Source: University of Western Australia.
A study carried out by The University of Western Australia has provided compelling evidence that congenital/early cortical blindness – that is when people are blind from birth or shortly after – is protective against schizophrenia.
The unusual discovery has fascinated scientists and may lead to a better understanding of what causes schizophrenia – a question that has baffled scientists for decades.
Schizophrenia is characterised by symptoms such as losing touch with reality, hearing voices and having visual hallucinations.

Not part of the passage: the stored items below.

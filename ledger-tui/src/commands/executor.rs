use crate::events::{AppCommand, DataEvent};
use crate::selector::{
    attributes::DefaultAttributeViews,
    result::{Payload, RequestCode, ResultCode, CATEGORY_ID_KEY, SELECTED_CATEGORY_ID_KEY},
    CategorySelector, ClickTarget, SelectorAction, SelectorSettings,
};
use crate::state::*;
use crate::ui::screens::Screen;
use ledger_db::entities::{categories::NewCategory, TransactionId};
use ledger_db::{BlotterRepository, CategoryRepository, Database};
use std::rc::Rc;
use std::sync::mpsc::channel;

/// Execute a command against the state and the store.
///
/// Store calls are synchronous; their outcome comes back as data events for
/// the reducer.
pub fn execute_command(command: AppCommand, state: &mut AppState) -> Vec<DataEvent> {
    let is_setting_pending_key = matches!(command, AppCommand::SetPendingKey(_));
    let mut events = Vec::new();

    match command {
        AppCommand::Quit => state.should_quit = true,
        AppCommand::ToggleHelp => state.help_visible = !state.help_visible,
        AppCommand::SetPendingKey(c) => state.pending_key = Some(c),
        AppCommand::ClearPendingKey => state.pending_key = None,

        AppCommand::NavigateBack => {
            state.navigate_back();
        }
        AppCommand::NavigateToTop => match state.current_screen_mut() {
            Screen::Blotter(s) => s.select_first(),
            Screen::Logs(s) => s.scroll_offset = s.total_entries.saturating_sub(1),
            Screen::Editor(_) => {}
        },
        AppCommand::NavigateToBottom => match state.current_screen_mut() {
            Screen::Blotter(s) => s.select_last(),
            Screen::Logs(s) => s.scroll_offset = 0,
            Screen::Editor(_) => {}
        },
        AppCommand::SelectNext => {
            if let Screen::Blotter(s) = state.current_screen_mut() {
                s.select_next();
            }
        }
        AppCommand::SelectPrevious => {
            if let Screen::Blotter(s) = state.current_screen_mut() {
                s.select_prev();
            }
        }

        AppCommand::LoadBlotter => {
            tracing::debug!("Loading blotter");
            events.push(DataEvent::BlotterLoaded {
                records: state.store.blotter(),
            });
        }

        AppCommand::OpenEditor { transaction_id } => {
            match open_editor(state, transaction_id) {
                Ok(editor) => state.navigate_to(Screen::Editor(Box::new(editor))),
                Err(error) => events.push(DataEvent::LoadError { error }),
            }
        }

        AppCommand::SaveTransaction => {
            if let Screen::Editor(editor) = state.current_screen() {
                events.extend(save_transaction(&state.store, editor));
            }
        }

        AppCommand::NavigateToLogs => {
            state.navigate_to(Screen::Logs(LogsState::default()));
        }
        AppCommand::ScrollLogsUp => {
            if let Screen::Logs(s) = state.current_screen_mut() {
                if s.scroll_offset < s.total_entries.saturating_sub(1) {
                    s.scroll_offset += 1;
                }
            }
        }
        AppCommand::ScrollLogsDown => {
            if let Screen::Logs(s) = state.current_screen_mut() {
                s.scroll_offset = s.scroll_offset.saturating_sub(1);
            }
        }
        AppCommand::ScrollLogsPageUp => {
            if let Screen::Logs(s) = state.current_screen_mut() {
                s.scroll_offset = (s.scroll_offset + 20).min(s.total_entries.saturating_sub(1));
            }
        }
        AppCommand::ScrollLogsPageDown => {
            if let Screen::Logs(s) = state.current_screen_mut() {
                s.scroll_offset = s.scroll_offset.saturating_sub(20);
            }
        }
        AppCommand::ScrollLogsToTop => {
            if let Screen::Logs(s) = state.current_screen_mut() {
                s.scroll_offset = s.total_entries.saturating_sub(1);
            }
        }
        AppCommand::ScrollLogsToBottom => {
            if let Screen::Logs(s) = state.current_screen_mut() {
                s.scroll_offset = 0;
            }
        }

        // Everything else happens inside the editor
        editor_command => {
            let store = Rc::clone(&state.store);
            if let Screen::Editor(editor) = state.current_screen_mut() {
                if let Err(error) =
                    execute_editor_command(editor_command, editor, store.as_ref(), &mut events)
                {
                    events.push(DataEvent::LoadError { error });
                }
                editor.sync_attributes();
            }
        }
    }

    // Clear pending key after any command except SetPendingKey
    if !is_setting_pending_key && state.pending_key.is_some() {
        state.pending_key = None;
    }

    events
}

fn open_editor(state: &AppState, transaction_id: TransactionId) -> Result<EditorState, String> {
    let record = state
        .store
        .transaction(transaction_id)
        .ok_or_else(|| format!("Transaction {} not found", transaction_id))?;

    let (tx, rx) = channel();
    let mut selector = CategorySelector::new(
        Rc::clone(&state.store),
        Box::new(DefaultAttributeViews),
        SelectorSettings::from(&state.settings),
    );
    selector.set_listener(Box::new(tx));

    // Transfers cannot be split
    if record.is_transfer() {
        selector.do_not_show_split_category();
        selector.create_node(false);
    } else {
        selector.create_node(true);
    }
    selector.create_attributes_layout();
    selector.fetch_categories().map_err(|e| e.to_string())?;
    selector.select_category_with(record.category_id, false);

    tracing::info!("Editing transaction {}", transaction_id);
    let mut editor = EditorState::new(record, selector, rx);
    editor.sync_attributes();
    Ok(editor)
}

fn save_transaction(store: &Rc<dyn Database>, editor: &EditorState) -> Vec<DataEvent> {
    let transaction_id = editor.transaction_id();
    let category_id = editor.selector.selected_category_id();
    let attributes = editor.selector.attributes();

    match store.save_transaction_category(transaction_id, category_id, &attributes) {
        Ok(()) => {
            tracing::info!(
                "Saved transaction {} with category {} and {} attributes",
                transaction_id,
                category_id,
                attributes.len()
            );
            vec![
                DataEvent::TransactionSaved { transaction_id },
                DataEvent::BlotterLoaded {
                    records: store.blotter(),
                },
            ]
        }
        Err(e) => vec![DataEvent::TransactionSaveFailed {
            transaction_id,
            error: e.to_string(),
        }],
    }
}

fn execute_editor_command(
    command: AppCommand,
    editor: &mut EditorState,
    store: &dyn Database,
    events: &mut Vec<DataEvent>,
) -> Result<(), String> {
    match command {
        AppCommand::ClickCategory => {
            let action = editor.selector.on_click(ClickTarget::Category);
            open_action(editor, action);
        }
        AppCommand::ClickAddCategory => {
            let action = editor.selector.on_click(ClickTarget::AddCategory);
            open_action(editor, action);
        }
        AppCommand::ClickSplit => {
            let action = editor.selector.on_click(ClickTarget::Split);
            open_action(editor, action);
        }

        AppCommand::FocusAttribute { forward } => {
            if let Some(panel) = editor.selector.attributes_panel_mut() {
                panel.focus_next(forward);
            }
        }
        AppCommand::UnfocusAttributes => {
            if let Some(panel) = editor.selector.attributes_panel_mut() {
                panel.unfocus();
            }
        }
        AppCommand::AppendAttributeChar(c) => {
            if let Some(view) = focused_view(editor) {
                view.input_char(c);
            }
        }
        AppCommand::DeleteAttributeChar => {
            if let Some(view) = focused_view(editor) {
                view.delete_char();
            }
        }
        AppCommand::CycleAttribute { forward } => {
            if let Some(view) = focused_view(editor) {
                view.cycle(forward);
            }
        }

        AppCommand::PickerSelectNext => {
            if let Some(EditorPopup::Picker(picker)) = editor.popup.as_mut() {
                picker.select_next();
            }
        }
        AppCommand::PickerSelectPrevious => {
            if let Some(EditorPopup::Picker(picker)) = editor.popup.as_mut() {
                picker.select_prev();
            }
        }
        AppCommand::ConfirmPick => {
            if let Some(EditorPopup::Picker(picker)) = editor.popup.take() {
                let picked = picker.highlighted().map(|item| item.id());
                match (picker.mode, picked) {
                    (PickerMode::Tree, Some(id)) => editor
                        .selector
                        .on_screen_result(
                            RequestCode::CategoryPick,
                            ResultCode::Ok,
                            &Payload::new().with(SELECTED_CATEGORY_ID_KEY, id),
                        )
                        .map_err(|e| e.to_string())?,
                    (PickerMode::QuickList, Some(id)) => {
                        editor.selector.on_selected_id(ClickTarget::Category, id)
                    }
                    (_, None) => {}
                }
            }
        }
        AppCommand::CancelPick => {
            if let Some(EditorPopup::Picker(picker)) = editor.popup.take() {
                if picker.mode == PickerMode::Tree {
                    editor
                        .selector
                        .on_screen_result(
                            RequestCode::CategoryPick,
                            ResultCode::Canceled,
                            &Payload::new(),
                        )
                        .map_err(|e| e.to_string())?;
                }
            }
        }

        AppCommand::AppendCategoryTitleChar(c) => {
            if let Some(EditorPopup::CategoryForm(form)) = editor.popup.as_mut() {
                form.title.push(c);
                form.error = None;
            }
        }
        AppCommand::DeleteCategoryTitleChar => {
            if let Some(EditorPopup::CategoryForm(form)) = editor.popup.as_mut() {
                form.title.pop();
                form.error = None;
            }
        }
        AppCommand::CycleCategoryParent { forward } => {
            if let Some(EditorPopup::CategoryForm(form)) = editor.popup.as_mut() {
                form.cycle_parent(forward);
            }
        }
        AppCommand::SubmitCategoryForm => {
            if let Some(EditorPopup::CategoryForm(form)) = editor.popup.as_mut() {
                let new_category = NewCategory {
                    title: form.title.trim().to_string(),
                    parent_id: form.parent_id(),
                };
                let title = new_category.title.clone();
                match store.insert_category(new_category) {
                    Ok(category_id) => {
                        editor.popup = None;
                        events.push(DataEvent::CategoryCreated { category_id, title });
                        editor
                            .selector
                            .on_screen_result(
                                RequestCode::CategoryAdd,
                                ResultCode::Ok,
                                &Payload::new().with(CATEGORY_ID_KEY, category_id),
                            )
                            .map_err(|e| e.to_string())?;
                    }
                    Err(e) => {
                        tracing::warn!("Category not created: {}", e);
                        form.error = Some(e.to_string());
                    }
                }
            }
        }
        AppCommand::CancelCategoryForm => {
            if let Some(EditorPopup::CategoryForm(_)) = editor.popup.take() {
                editor
                    .selector
                    .on_screen_result(RequestCode::CategoryAdd, ResultCode::Canceled, &Payload::new())
                    .map_err(|e| e.to_string())?;
            }
        }

        other => {
            tracing::debug!("Ignoring {:?} outside its screen", other);
        }
    }
    Ok(())
}

fn focused_view(
    editor: &mut EditorState,
) -> Option<&mut Box<dyn crate::selector::attributes::AttributeView>> {
    editor
        .selector
        .attributes_panel_mut()
        .and_then(|panel| panel.focused_view_mut())
}

/// Turn a selector action into the matching popup
fn open_action(editor: &mut EditorState, action: Option<SelectorAction>) {
    let Some(action) = action else {
        return;
    };
    tracing::debug!("Selector requested {:?}", action);

    let items = editor.selector.items();
    editor.popup = Some(match action {
        SelectorAction::OpenTreePicker {
            selected_id,
            show_split,
        } => {
            let items: Vec<_> = items
                .iter()
                .filter(|item| show_split || !item.is_split())
                .cloned()
                .collect();
            let position = items.iter().position(|item| item.id() == selected_id);
            EditorPopup::Picker(PickerState::new(PickerMode::Tree, items, position))
        }
        SelectorAction::OpenQuickList { position } => {
            EditorPopup::Picker(PickerState::new(PickerMode::QuickList, items.to_vec(), position))
        }
        SelectorAction::OpenCategoryEditor => {
            let parents = items
                .iter()
                .filter(|item| !item.is_sentinel())
                .cloned()
                .collect();
            EditorPopup::CategoryForm(CategoryFormState::new(parents))
        }
    });
}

However, despite numerous bodies of research, the exact cause still remains a mystery.
The UWA researchers used data collected from health registers between 1980 and 2001 on nearly half a million people in Western Australia and found no one with a diagnosis of congenital or early cortical blindness developed schizophrenia.
Lead author Professor Vera Morgan from the UWA Neuropsychiatric Epidemiology Research Unit in the Schools of Population and Global Health and Medicine said they also found no one with congenital or early cortical blindness had developed any other psychotic illnesses.
“This leads us to think there is a link that must be explored,” she said.
Professor Morgan said that the brain’s plasticity could be the link.
“It’s very difficult to say what the exact mechanism is but we think that the protective effect for schizophrenia is related to some kind of compensatory cortical reorganisation in the brain that’s happening in response to having congenital or early cortical blindness,” she said.
“As a result, some functions that are impaired in schizophrenia may actually be enhanced in people with congenital or early cortical blindness.”
Professor Morgan said the research had concentrated on people who were blind at birth or in their early years because there was greater brain plasticity at that age and greater potential for new neural connections to be formed.
“This research may have implications for intervention in the future. If we can understand what causes the protective effect and artificially reproduce this, we may be able to intervene early at a stage to minimise or prevent those symptoms that can lead to schizophrenia.”
Source: Jess Reid – University of Western Australia
Publisher: Organized by NeuroscienceNews.com.
Image Source: NeuroscienceNews.com image is adapted from the University of Western Australia news release.
Original Research: Abstract for “Congenital blindness is protective for schizophrenia and other psychotic illness. A whole-population study” by Vera A. Morgan, Melanie Clark, Julie Crewe, Giulietta Valuri, David A. Mackey, Johanna C. Badcock, and Assen Jablensky in Schizophrenia Research. Published December 2018.
Congenital blindness is protective for schizophrenia and other psychotic illness. A whole-population study
Congenital/early blindness is reportedly protective against schizophrenia. Using a whole-population cohort of 467,945 children born in Western Australia between 1980 and 2001, we examined prevalence of schizophrenia and psychotic illness in individuals with congenital/early blindness. Overall, 1870 children developed schizophrenia (0.4%) while 9120 developed a psychotic illness (1.9%). None of the 66 children with cortical blindness developed schizophrenia or psychotic illness. Eight of the 613 children with peripheral blindness developed a psychotic illness other than schizophrenia and fewer had developed schizophrenia. Our results support findings from small case studies that congenital/early cortical but not peripheral blindness is protective against schizophrenia.